Full email validation regex (RFC 2822) - ZeljkoS
http://code.iamcal.com/php/rfc822/full_regexp.txt
======
l-p
Please read this : [https://nikic.github.io/2012/06/15/The-true-power-of-
regular...](https://nikic.github.io/2012/06/15/The-true-power-of-regular-
expressions.html)

RFC5322-compliant regex:

    
    
        /
            (?(DEFINE)
                (?<addr_spec> (?&local_part) @ (?&domain) )
                (?<local_part> (?&dot_atom) | (?&quoted_string) | (?&obs_local_part) )
                (?<domain> (?&dot_atom) | (?&domain_literal) | (?&obs_domain) )
                (?<domain_literal> (?&CFWS)? \[ (?: (?&FWS)? (?&dtext) )* (?&FWS)? \] (?&CFWS)? )
                (?<dtext> [\x21-\x5a] | [\x5e-\x7e] | (?&obs_dtext) )
                (?<quoted_pair> \\ (?: (?&VCHAR) | (?&WSP) ) | (?&obs_qp) )
                (?<dot_atom> (?&CFWS)? (?&dot_atom_text) (?&CFWS)? )
                (?<dot_atom_text> (?&atext) (?: \. (?&atext) )* )
                (?<atext> [a-zA-Z0-9!#$%&'*+/=?^_`{|}~-]+ )

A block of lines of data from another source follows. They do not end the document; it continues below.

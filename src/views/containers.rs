use super::{Body, Screen, Target, ViewContext, ViewModel};
use crate::commands::ExternalCommand;
use crate::effect::{Effect, Task};
use crate::input::Key;
use crate::message::{AsyncResult, Message, NavParams, Outcome, Subject, ViewId};
use crate::model::ResourceKind;
use crate::widgets::{SelectItem, SelectionWidget};

#[derive(Debug, Clone, Copy, Eq, PartialEq)]
enum Purpose {
    Logs { follow: bool },
    Shell,
}

pub struct ContainerView {
    target: Target,
    purpose: Purpose,
    shell: String,
    picker: SelectionWidget<String>,
    loading: bool,
    running: bool,
    error: Option<String>,
}

impl ContainerView {
    pub fn new(params: &NavParams) -> Result<Self, String> {
        let target = Target::from_params(params)?;
        if target.kind != ResourceKind::Pods {
            return Err(format!("{} has no containers to pick", target.describe()));
        }
        let purpose = match params.require("purpose")? {
            "logs" => Purpose::Logs {
                follow: params.flag("follow"),
            },
            "shell" => Purpose::Shell,
            other => return Err(format!("unknown container purpose '{other}'")),
        };
        Ok(Self {
            target,
            purpose,
            shell: String::new(),
            picker: SelectionWidget::default(),
            loading: false,
            running: false,
            error: None,
        })
    }

    fn fetch(&mut self) -> Effect {
        self.loading = true;
        Effect::task(Task::GetResource {
            kind: ResourceKind::Pods,
            namespace: Some(self.target.namespace.clone()),
            name: self.target.name.clone(),
        })
    }

    fn activate(&mut self) -> Effect {
        let Some(container) = self.picker.selected_value().cloned() else {
            return Effect::None;
        };
        match self.purpose {
            Purpose::Logs { follow } => Effect::navigate(
                ViewId::LogViewer,
                self.target
                    .params()
                    .with("container", container)
                    .with("follow", if follow { "true" } else { "false" }),
            ),
            Purpose::Shell => {
                self.running = true;
                self.error = None;
                Effect::task(Task::RunCommand(ExternalCommand::Shell {
                    namespace: self.target.namespace.clone(),
                    pod: self.target.name.clone(),
                    container: Some(container),
                    shell: self.shell.clone(),
                }))
            }
        }
    }
}

impl ViewModel for ContainerView {
    fn init(&mut self, ctx: &ViewContext) -> Effect {
        self.shell = ctx.config.shell.clone();
        self.picker.set_page(ctx.body_rows());
        self.fetch()
    }

    fn handle(&mut self, message: Message) -> Effect {
        match message {
            Message::AsyncResult(AsyncResult {
                subject: Subject::Get,
                result,
                ..
            }) => {
                self.loading = false;
                match result {
                    Ok(Outcome::Document(document)) => {
                        self.error = None;
                        self.picker.set_items(
                            document
                                .containers
                                .into_iter()
                                .map(|name| SelectItem::new(name.clone(), name))
                                .collect(),
                        );
                    }
                    Ok(_) => {}
                    Err(error) => self.error = Some(error.to_string()),
                }
                Effect::None
            }
            Message::AsyncResult(AsyncResult {
                subject: Subject::Command,
                result,
                ..
            }) => {
                self.running = false;
                match result {
                    Ok(_) => self
                        .target
                        .back_to_detail(Some("shell session ended".to_string())),
                    Err(error) => {
                        self.error = Some(error.to_string());
                        Effect::None
                    }
                }
            }
            Message::Key(_) if self.running => Effect::None,
            Message::Key(key) if key.is_activate() => self.activate(),
            Message::Key(key) if key.is_back() => self.target.back_to_detail(None),
            Message::Key(Key::Char('r')) if !self.loading => self.fetch(),
            Message::Key(key) => {
                self.picker.handle_key(key);
                Effect::None
            }
            _ => Effect::None,
        }
    }

    fn render(&self) -> Screen {
        let body = if self.loading && self.picker.is_empty() {
            Body::Loading("loading containers…".to_string())
        } else if !self.loading && self.picker.is_empty() && self.error.is_none() {
            Body::Notice(format!("{} has no containers", self.target.describe()))
        } else {
            Body::Menu {
                items: self.picker.labels(),
                selected: self.picker.selected_index(),
            }
        };
        let status = match self.purpose {
            Purpose::Logs { follow: true } => "pick a container to follow",
            Purpose::Logs { follow: false } => "pick a container to read logs from",
            Purpose::Shell if self.running => "shell running…",
            Purpose::Shell => "pick a container to open a shell in",
        };

        Screen::new(format!("Containers of {}", self.target.qualified()), body)
            .with_error(self.error.as_deref())
            .with_status(Some(status.to_string()))
            .with_hints(&[("enter", "select"), ("r", "retry"), ("esc", "back")])
    }
}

                (?<atom> (?&CFWS)? (?&atext) (?&CFWS)? )
                (?<word> (?&atom) | (?&quoted_string) )
                (?<quoted_string> (?&CFWS)? " (?: (?&FWS)? (?&qcontent) )* (?&FWS)? " (?&CFWS)? )
                (?<qcontent> (?&qtext) | (?&quoted_pair) )

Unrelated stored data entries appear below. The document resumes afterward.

#[cfg(test)]
mod tests {
    use super::DetailView;
    use crate::commands::ExternalCommand;
    use crate::effect::{Effect, Task};
    use crate::input::Key;
    use crate::message::{FailureKind, Message, NavParams, Outcome, Subject, TaskError, ViewId};
    use crate::model::{ResourceDocument, ResourceKind};
    use crate::views::testing::{context, deliver, press};
    use crate::views::{Body, ViewModel};

    fn params(kind: &str) -> NavParams {
        NavParams::new()
            .with("kind", kind)
            .with("namespace", "default")
            .with("name", "api-0")
            .with("scope", "all")
    }

    fn document(containers: &[&str]) -> ResourceDocument {
        ResourceDocument {
            kind: Some(ResourceKind::Pods),
            namespace: Some("default".to_string()),
            name: "api-0".to_string(),
            yaml: "apiVersion: v1\nkind: Pod\nmetadata:\n  name: api-0\n".to_string(),
            containers: containers.iter().map(|name| name.to_string()).collect(),
            ports: vec![8080],
            ..ResourceDocument::default()
        }
    }

    fn loaded(kind: &str, containers: &[&str]) -> DetailView {
        let mut view = DetailView::new(&params(kind)).expect("valid params");
        let _ = view.init(&context());
        let _ = deliver(
            &mut view,
            Subject::Get,
            Ok(Outcome::Document(document(containers))),
        );
        view
    }

    #[test]
    fn init_fetches_target() {
        let mut view = DetailView::new(&params("po")).expect("valid params");
        let Effect::Task(Task::GetResource {
            kind,
            namespace,
            name,
        }) = view.init(&context())
        else {
            panic!("expected a get task");
        };
        assert_eq!(kind, ResourceKind::Pods);
        assert_eq!(namespace.as_deref(), Some("default"));
        assert_eq!(name, "api-0");
    }

    #[test]
    fn not_found_renders_no_longer_exists() {
        let mut view = DetailView::new(&params("po")).expect("valid params");
        let _ = view.init(&context());
        let _ = deliver(
            &mut view,
            Subject::Get,
            Err(TaskError::new(FailureKind::NotFound, "pod default/api-0")),
        );
        let screen = view.render();
        assert_eq!(
            screen.body,
            Body::Notice("pod default/api-0 no longer exists".to_string())
        );
        assert!(matches!(
            press(&mut view, Key::Char('r')),
            Effect::Task(Task::GetResource { .. })
        ));
    }

    #[test]
    fn transient_failure_keeps_document() {
        let mut view = loaded("po", &["app"]);
        let _ = press(&mut view, Key::Char('r'));
        let _ = deliver(
            &mut view,
            Subject::Get,
            Err(TaskError::new(FailureKind::Timeout, "get pod")),
        );
        let screen = view.render();
        assert!(matches!(screen.body, Body::Text { .. }));
        assert_eq!(screen.error.as_deref(), Some("timed out: get pod"));
    }

    #[test]
    fn failed_first_fetch_offers_a_retry() {
        let mut view = DetailView::new(&params("po")).expect("valid params");
        let _ = view.init(&context());
        let _ = deliver(
            &mut view,
            Subject::Get,
            Err(TaskError::new(FailureKind::Timeout, "get pod")),
        );
        let Body::Notice(notice) = view.render().body else {
            panic!("expected a notice");
        };
        assert_eq!(notice, "could not load pod default/api-0, r to retry");

        assert!(matches!(
            press(&mut view, Key::Char('r')),
            Effect::Task(Task::GetResource { .. })
        ));
        assert!(matches!(view.render().body, Body::Loading(_)));
    }

    #[test]
    fn logs_with_one_container_go_straight_to_viewer() {
        let mut view = loaded("po", &["app"]);
        let Effect::Emit(Message::NavigateTo(ViewId::LogViewer, params)) =
            press(&mut view, Key::Char('l'))
        else {
            panic!("expected log viewer navigation");
        };
        assert_eq!(params.get("container"), Some("app"));
        assert!(params.flag("follow"));
    }

    #[test]
    fn logs_with_many_containers_open_picker() {
        let mut view = loaded("po", &["app", "sidecar"]);
        let Effect::Emit(Message::NavigateTo(ViewId::ContainerPicker, params)) =
            press(&mut view, Key::Char('L'))
        else {
            panic!("expected container picker navigation");
        };
        assert_eq!(params.get("purpose"), Some("logs"));
        assert!(!params.flag("follow"));
    }

    #[test]
    fn describe_toggles_text_mode() {
        let mut view = loaded("po", &["app"]);
        let Effect::Task(Task::RunCommand(ExternalCommand::Describe { name, .. })) =
            press(&mut view, Key::Char('d'))
        else {
            panic!("expected describe command");
        };
        assert_eq!(name, "api-0");

        let _ = deliver(
            &mut view,
            Subject::Command,
            Ok(Outcome::CommandFinished {
                output: Some("Name: api-0\nStatus: Running\n".to_string()),
            }),
        );
        let Body::Text {
            lines, structured, ..
        } = view.render().body
        else {
            panic!("expected text");
        };
        assert_eq!(lines[0], "Name: api-0");
        assert!(!structured);

        assert!(press(&mut view, Key::Esc).is_none());
        assert!(matches!(
            view.render().body,
            Body::Text {
                structured: true,
                ..
            }
        ));
    }

    #[test]
    fn refresh_while_describing_refetches_and_redescribes() {
        let mut view = loaded("po", &["app"]);
        let _ = press(&mut view, Key::Char('d'));
        let _ = deliver(
            &mut view,
            Subject::Command,
            Ok(Outcome::CommandFinished {
                output: Some("Name: api-0\n".to_string()),
            }),
        );

        let Effect::Batch(effects) = press(&mut view, Key::Char('r')) else {
            panic!("expected a batch");
        };
        assert!(matches!(effects[0], Effect::Task(Task::GetResource { .. })));
        assert!(matches!(
            effects[1],
            Effect::Task(Task::RunCommand(ExternalCommand::Describe { .. }))
        ));
        assert!(matches!(
            view.render().body,
            Body::Text {
                structured: false,
                ..
            }
        ));

        let _ = deliver(
            &mut view,
            Subject::Command,
            Ok(Outcome::CommandFinished {
                output: Some("Name: api-0\nStatus: Pending\n".to_string()),
            }),
        );
        let Body::Text { lines, .. } = view.render().body else {
            panic!("expected text");
        };
        assert_eq!(lines[1], "Status: Pending");
    }

    #[test]
    fn kind_specific_actions_only_apply_to_their_kinds() {
        let mut pod = loaded("po", &["app"]);
        assert!(press(&mut pod, Key::Char('s')).is_none());
        assert!(press(&mut pod, Key::Char('e')).is_none());

        let mut config = loaded("cm", &[]);
        let Effect::Emit(Message::NavigateTo(ViewId::Form, params)) =
            press(&mut config, Key::Char('e'))
        else {
            panic!("expected form navigation");
        };
        assert_eq!(params.get("purpose"), Some("edit-data"));
        assert!(press(&mut config, Key::Char('l')).is_none());
    }

    #[test]
    fn delete_opens_confirmation_and_back_returns_to_list() {
        let mut view = loaded("po", &["app"]);
        let Effect::Emit(Message::NavigateTo(ViewId::ConfirmDialog, params)) =
            press(&mut view, Key::Char('D'))
        else {
            panic!("expected confirm dialog");
        };
        assert_eq!(params.get("action"), Some("delete"));

        let Effect::Emit(Message::NavigateTo(ViewId::ResourceList, params)) =
            press(&mut view, Key::Esc)
        else {
            panic!("expected list navigation");
        };
        assert_eq!(params.get("namespace"), Some("all"));
    }

    #[test]
    fn related_pods_use_workload_selector() {
        let mut view = DetailView::new(&params("deploy")).expect("valid params");
        let _ = view.init(&context());
        let _ = deliver(
            &mut view,
            Subject::Get,
            Ok(Outcome::Document(ResourceDocument {
                selector: Some("app=api".to_string()),
                yaml: "kind: Deployment".to_string(),
                ..ResourceDocument::default()
            })),
        );
        let Effect::Emit(Message::NavigateTo(ViewId::ResourceList, params)) =
            press(&mut view, Key::Char('p'))
        else {
            panic!("expected pod list navigation");
        };
        assert_eq!(params.get("kind"), Some("po"));
        assert_eq!(params.get("selector"), Some("app=api"));
    }

    #[test]
    fn external_edit_refetches_when_done() {
        let mut view = loaded("cm", &[]);
        assert!(matches!(
            press(&mut view, Key::Char('E')),
            Effect::Task(Task::RunCommand(ExternalCommand::Edit { .. }))
        ));
        assert!(matches!(
            deliver(
                &mut view,
                Subject::Command,
                Ok(Outcome::CommandFinished { output: None })
            ),
            Effect::Task(Task::GetResource { .. })
        ));
    }
}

                (?<qtext> \x21 | [\x23-\x5b] | [\x5d-\x7e] | (?&obs_qtext) )
    
                # comments and whitespace
                (?<FWS> (?: (?&WSP)* \r\n )? (?&WSP)+ | (?&obs_FWS) )
                (?<CFWS> (?: (?&FWS)? (?&comment) )+ (?&FWS)? | (?&FWS) )
                (?<comment> \( (?: (?&FWS)? (?&ccontent) )* (?&FWS)? \) )
                (?<ccontent> (?&ctext) | (?&quoted_pair) | (?&comment) )
                (?<ctext> [\x21-\x27] | [\x2a-\x5b] | [\x5d-\x7e] | (?&obs_ctext) )
        
                # obsolete tokens
                (?<obs_domain> (?&atom) (?: \. (?&atom) )* )
                (?<obs_local_part> (?&word) (?: \. (?&word) )* )
                (?<obs_dtext> (?&obs_NO_WS_CTL) | (?&quoted_pair) )
                (?<obs_qp> \\ (?: \x00 | (?&obs_NO_WS_CTL) | \n | \r ) )
                (?<obs_FWS> (?&WSP)+ (?: \r\n (?&WSP)+ )* )
                (?<obs_ctext> (?&obs_NO_WS_CTL) )
                (?<obs_qtext> (?&obs_NO_WS_CTL) )
                (?<obs_NO_WS_CTL> [\x01-\x08] | \x0b | \x0c | [\x0e-\x1f] | \x7f )
        
                # character class definitions
                (?<VCHAR> [\x21-\x7E] )
                (?<WSP> [ \t] )
            )
            ^(?&addr_spec)$
        /x
    

Also, if you want to validate a mail address, send a mail. There is no other
way.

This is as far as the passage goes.